There’s a poetry in painting that gives endless possibilities

It was always my dream to be an artist but I never expected to be a curator. Graduates considering vocations in critical and curatorial practice went to the Royal College of Art or studied art history at university. Not me: I trained at Chelsea College of Art and then went to the British School at Rome where I was the Abbey Scholar in Painting.

In general I like to work with painters – there’s a poetry in painting that gives endless possibilities and painting is often about looking inward – searching the “space within”. Silent Painting is the sixth show I have curated, featuring three women artists at an exciting new space in King’s Cross, the Tripp Gallery. The idea for the exhibition came when I stumbled across a painting I had not seen since I was a student. I was wandering around the National Gallery when I spotted Rembrandt’s Self Portrait, 1669, made at the end of his life when he was 63 years old. It’s quite a sad painting – the darkness of the work reflects the old man’s mood as he contemplates his own demise and it seems he has nothing left to say.

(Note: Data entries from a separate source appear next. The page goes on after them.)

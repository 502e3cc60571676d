//! Document store decorator that renews an expired ID token and retries once.

use async_trait::async_trait;
use serde_json::Value;
use std::future::Future;
use std::sync::Arc;

use crate::error::{RemoteError, RemoteResult};
use crate::session::{AuthSession, SessionHandle};
use crate::traits::{AuthService, DocumentStore};

/// Called with the renewed session so it can be persisted
pub type RefreshHook = Box<dyn Fn(&AuthSession) + Send + Sync>;

pub struct RefreshingStore {
    inner: Arc<dyn DocumentStore>,
    auth: Arc<dyn AuthService>,
    session: SessionHandle,
    on_refresh: Option<RefreshHook>,
}

impl RefreshingStore {
    #[must_use]
    pub fn new(
        inner: Arc<dyn DocumentStore>,
        auth: Arc<dyn AuthService>,
        session: SessionHandle,
    ) -> Self {
        Self {
            inner,
            auth,
            session,
            on_refresh: None,
        }
    }

    #[must_use]
    pub fn on_refresh(mut self, hook: impl Fn(&AuthSession) + Send + Sync + 'static) -> Self {
        self.on_refresh = Some(Box::new(hook));
        self
    }

    /// Swap in a fresh ID token; `false` when there is nothing to refresh
    /// or the token service refused
    async fn renew(&self) -> bool {
        let Some(current) = self.session.current() else {
            return false;
        };
        match self.auth.refresh_session(&current).await {
            Ok(fresh) => {
                self.session.set(fresh.clone());
                if let Some(hook) = &self.on_refresh {
                    hook(&fresh);
                }
                true
            }
            Err(e) => {
                log::warn!("Session refresh failed, sign in again: {e}");
                false
            }
        }
    }

    async fn with_refresh<T, F, Fut>(&self, op: F) -> RemoteResult<T>
    where
        F: Fn() -> Fut + Send + Sync,
        Fut: Future<Output = RemoteResult<T>> + Send,
        T: Send,
    {
        let result = op().await;
        if matches!(result, Err(RemoteError::Unauthorized)) && self.renew().await {
            return op().await;
        }
        result
    }
}

#[async_trait]
impl DocumentStore for RefreshingStore {
    async fn get_document(&self, path: &str) -> RemoteResult<Option<Value>> {
        self.with_refresh(|| self.inner.get_document(path)).await
    }

    async fn set_document(&self, path: &str, fields: &Value) -> RemoteResult<()> {
        self.with_refresh(|| self.inner.set_document(path, fields)).await
    }

    async fn delete_document(&self, path: &str) -> RemoteResult<()> {
        self.with_refresh(|| self.inner.delete_document(path)).await
    }

    async fn list_documents(&self, collection: &str) -> RemoteResult<Vec<(String, Value)>> {
        self.with_refresh(|| self.inner.list_documents(collection)).await
    }
}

The painting I have selected for this show from my own work is The Perfect 50s Housewife, 2018 (main picture). It tells the story of the American housewife from a bygone era, who has bought a new fridge and stuffed it with food and drink. Her daughter stands there showing off her huge homemade cake whilst the mother mimes “Isn’t it big!”. The fashionable scenes displayed in my work are populated but focus on the non-communication or separation of each figure from the other, creating a void of silence.